Highly-metastatic colorectal cancer cell released Nidogen 1-Enriched Extracellular Vesicles promote liver metastasis by activating hepatic stellate cells and forming the neutrophilextracellulartraps

The liver is frequently affected by metastasis in colorectal cancer patients; however, the precise interaction between the liver microenvironment and metastatic colorectal cancer cells remains elusive. Our study reveals that NID1, present in extracellular vesicles (EVs) derived from metastatic colorectal cancer, plays a pivotal role in promoting colorectal cancer liver metastasis (CRLM).

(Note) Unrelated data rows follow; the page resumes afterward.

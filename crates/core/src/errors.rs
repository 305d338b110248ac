use rust_decimal::Decimal;
use thiserror::Error;

/// A pricing configuration or estimate request that cannot be used.
///
/// Structural problems in the static configuration are reported once, when
/// the engine is built. Request problems (unknown keys, bundle range) share
/// the same type so callers render both the same way.
#[derive(Clone, Debug, Error, PartialEq, Eq)]
pub enum ConfigurationError {
    #[error("missing required pricing configuration: {key}")]
    MissingRequired { key: String },
    #[error("invalid day rate for {bound}: {value}. Must be a positive number")]
    InvalidDayRate { bound: &'static str, value: Decimal },
    #[error("day rate min ({min}) cannot be greater than max ({max})")]
    DayRateRange { min: Decimal, max: Decimal },
    #[error("invalid percentage for {key}: {value}. Must be a number between 0 and 1")]
    InvalidPercentage { key: String, value: Decimal },
    #[error("invalid calibration factor: {value}. Must be a positive number")]
    InvalidCalibrationFactor { value: Decimal },
    #[error("invalid multiplier for {category}[{option}]: {value}. Must be a positive number")]
    InvalidMultiplier { category: String, option: String, value: Decimal },
    #[error("invalid project type configuration for {project_type}: {reason}")]
    InvalidProjectType { project_type: String, reason: String },
    #[error("invalid feature configuration for {feature}: {reason}")]
    InvalidFeature { feature: String, reason: String },
    #[error("invalid bundle setting for {key}: {value}. Must not be negative")]
    InvalidBundleSetting { key: &'static str, value: Decimal },
    #[error(
        "phase base percentages total {total}, expected 0.95 (95% of remaining space after discovery)"
    )]
    PhasePercentagesMismatch { total: Decimal },
    #[error("phase name {phase} is reserved for a computed phase")]
    ReservedPhaseName { phase: String },
    #[error("invalid payment threshold for {key}: {value}. Must be a positive number")]
    InvalidPaymentThreshold { key: &'static str, value: Decimal },
    #[error("invalid payment schedule for {schedule}: {reason}")]
    InvalidPaymentSchedule { schedule: &'static str, reason: String },
    #[error("invalid support setting for {key}: {value}. Must be a positive number")]
    InvalidSupportSetting { key: &'static str, value: Decimal },
    #[error("{field} is required")]
    MissingInput { field: &'static str },
    #[error("invalid project type: {0}")]
    UnknownProjectType(String),
    #[error("invalid feature: {0}")]
    UnknownFeature(String),
    #[error("invalid {category} option: {option}")]
    UnknownMultiplierOption { category: &'static str, option: String },
    #[error("bundle quantity must be between 0 and {max}, got {quantity}")]
    InvalidBundleQuantity { quantity: i64, max: u32 },
}

impl ConfigurationError {
    /// Dotted path of the configuration key or request field at fault.
    pub fn key_path(&self) -> String {
        match self {
            Self::MissingRequired { key } | Self::InvalidPercentage { key, .. } => key.clone(),
            Self::InvalidDayRate { bound, .. } => format!("day_rate.{bound}"),
            Self::DayRateRange { .. } => "day_rate".to_string(),
            Self::InvalidCalibrationFactor { .. } => "calibration_factor".to_string(),
            Self::InvalidMultiplier { category, option, .. } => {
                format!("multipliers.{category}.{option}")
            }
            Self::InvalidProjectType { project_type, .. } => {
                format!("project_types.{project_type}.days")
            }
            Self::InvalidFeature { feature, .. } => format!("features.{feature}.days"),
            Self::InvalidBundleSetting { key, .. } => format!("bundles.{key}"),
            Self::PhasePercentagesMismatch { .. } => "phases.base_percentages".to_string(),
            Self::ReservedPhaseName { phase } => format!("phases.base_percentages.{phase}"),
            Self::InvalidPaymentThreshold { key, .. } => {
                format!("payment_schedules.thresholds.{key}")
            }
            Self::InvalidPaymentSchedule { schedule, .. } => {
                format!("payment_schedules.{schedule}")
            }
            Self::InvalidSupportSetting { key, .. } => format!("support.{key}"),
            Self::MissingInput { field } => (*field).to_string(),
            Self::UnknownProjectType(_) => "projectType".to_string(),
            Self::UnknownFeature(_) => "features".to_string(),
            Self::UnknownMultiplierOption { category, .. } => (*category).to_string(),
            Self::InvalidBundleQuantity { .. } => "bundles".to_string(),
        }
    }

    pub fn is_input_error(&self) -> bool {
        matches!(
            self,
            Self::MissingInput { .. }
                | Self::UnknownProjectType(_)
                | Self::UnknownFeature(_)
                | Self::UnknownMultiplierOption { .. }
                | Self::InvalidBundleQuantity { .. }
        )
    }
}

#[derive(Clone, Debug, Error, PartialEq, Eq)]
pub enum EstimateError {
    #[error(transparent)]
    Configuration(#[from] ConfigurationError),
    #[error("internal estimate failure: {0}")]
    Internal(String),
}

impl EstimateError {
    pub fn overflow(stage: &str) -> Self {
        Self::Internal(format!("arithmetic overflow while computing {stage}"))
    }

    pub fn error_class(&self) -> &'static str {
        match self {
            Self::Configuration(error) if error.is_input_error() => "input_validation",
            Self::Configuration(_) => "config_validation",
            Self::Internal(_) => "internal",
        }
    }

    pub fn user_message(&self) -> &'static str {
        match self.error_class() {
            "input_validation" => "The request could not be processed. Check inputs and try again.",
            "config_validation" => "The pricing configuration is invalid. Fix it and try again.",
            _ => "An unexpected internal error occurred.",
        }
    }
}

EV-NID1 facilitates epithelial-mesenchymal transition (EMT) in colorectal cancer cells by modulating EMT-associated genes. Moreover, EV-NID1 activates hepatic stellate cells (HSCs), which in turn stimulate neutrophil infiltration and induce the formation of neutrophil extracellular traps (NETs) within the hepatic metastatic microenvironment via interleukin 11 (IL-11) secretion. This process ultimately reshapes the tumor microenvironment (TME) and fosters the establishment of a metastatic niche conducive to CRLM. Notably, targeted inhibition of IL-11 signaling using anti-IL-11 monoclonal antibodies effectively suppresses EV-NID1-induced liver metastasis in a murine model. In summary, our findings elucidate the mechanism underlying EV-NID1-mediated regulation of CRLM, presenting a promising therapeutic target for intervention in this disease. 1. In order to study the characteristics of metastatic colorectal cancer cells, we screened high metastatic cell lines by spleen injection of SW480 cells, and through three rounds of screening, we obtained a high metastatic colorectal cancer cell line named SW480-LM3, and the parental cells were SW480-P;2.To investigate the effect of exosome-derived NID1 protein on hepatic stellate cells LX-2, hepatic stellate cells were incubated for 48 hours using exosomes containing NID1, designated EV-XP-NID1-LX-2, and control EV-XP-LX-2;3.To investigate the effect of the exosomal pathway on epithelial mesenchymal transition in colorectal cancer cell lines, SW480 colorectal cancer cell line overexpressing NID1, named LV5-NID1, was treated for 72 hours using GW4869, and the control group was LV5.